**THE PROBLEM**
Report every line of the listing below in which the string "Result" occurs.

═════ AVAILABLE RECORDS

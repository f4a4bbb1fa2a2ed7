use axum::{
    extract::{Json, Query, State},
    http::StatusCode,
    routing::{get, post},
    Router,
};
use serde::{Deserialize, Serialize};
use utoipa::{IntoParams, ToSchema};
use validator::Validate;

use crate::auth::AuthUser;
use crate::errors::ServiceError;
use crate::handlers::AppState;
use crate::services::schedule::{ScheduleEntry, ScheduleService, ShiftType};
use crate::ApiResponse;

#[derive(Debug, Deserialize, IntoParams)]
#[into_params(parameter_in = Query)]
pub struct ScheduleWindow {
    /// Inclusive window start (YYYY-MM-DD)
    pub start_date: Option<String>,
    /// Inclusive window end (YYYY-MM-DD)
    pub end_date: Option<String>,
}

#[derive(Debug, Deserialize, Validate, ToSchema)]
pub struct ApplyShiftRequest {
    /// Date being applied for (YYYY-MM-DD)
    #[validate(length(min = 1))]
    #[schema(example = "2025-12-24")]
    pub date: String,
    /// off | duty | standby | annual_leave
    #[schema(example = "off")]
    pub shift_type: String,
}

#[derive(Debug, Serialize, ToSchema)]
pub struct ApplyShiftResponse {
    #[schema(example = "L25-001")]
    pub log_id: String,
}

/// Schedule log, optionally filtered by date window
#[utoipa::path(
    get,
    path = "/api/schedule",
    params(ScheduleWindow),
    responses(
        (status = 200, description = "Schedule entries", body = crate::ApiResponse<Vec<ScheduleEntry>>),
        (status = 401, description = "Unauthorized", body = crate::errors::ErrorResponse)
    ),
    security(("bearer_auth" = [])),
    tag = "Schedule"
)]
pub async fn list_schedule(
    State(state): State<AppState>,
    _user: AuthUser,
    Query(window): Query<ScheduleWindow>,
) -> Result<Json<ApiResponse<Vec<ScheduleEntry>>>, ServiceError> {
    let service = ScheduleService::new(state.store.clone(), state.locks.clone());
    let entries = service
        .list(window.start_date.as_deref(), window.end_date.as_deref())
        .await?;
    Ok(Json(ApiResponse::success(entries)))
}

/// Apply for a shift or leave; the caller is recorded as applier
#[utoipa::path(
    post,
    path = "/api/schedule/apply",
    request_body = ApplyShiftRequest,
    responses(
        (status = 201, description = "Application recorded", body = crate::ApiResponse<ApplyShiftResponse>),
        (status = 400, description = "Missing date or invalid shift type", body = crate::errors::ErrorResponse),
        (status = 401, description = "Unauthorized", body = crate::errors::ErrorResponse)
    ),
    security(("bearer_auth" = [])),
    tag = "Schedule"
)]
pub async fn apply_shift(
    State(state): State<AppState>,
    user: AuthUser,
    Json(request): Json<ApplyShiftRequest>,
) -> Result<(StatusCode, Json<ApiResponse<ApplyShiftResponse>>), ServiceError> {
    request.validate()?;
    let shift_type: ShiftType = request.shift_type.parse()?;

    let service = ScheduleService::new(state.store.clone(), state.locks.clone());
    let log_id = service
        .apply(&user.staff_id, &request.date, shift_type, state.config.local_now())
        .await?;

    Ok((
        StatusCode::CREATED,
        Json(ApiResponse::success(ApplyShiftResponse { log_id })),
    ))
}

pub fn routes() -> Router<AppState> {
    Router::new()
        .route("/", get(list_schedule))
        .route("/apply", post(apply_shift))
}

══════════

**SOLUTION**
) -> Result<Json<ApiResponse<Vec<ScheduleEntry>>>, ServiceError> {
) -> Result<(StatusCode, Json<ApiResponse<ApplyShiftResponse>>), ServiceError> {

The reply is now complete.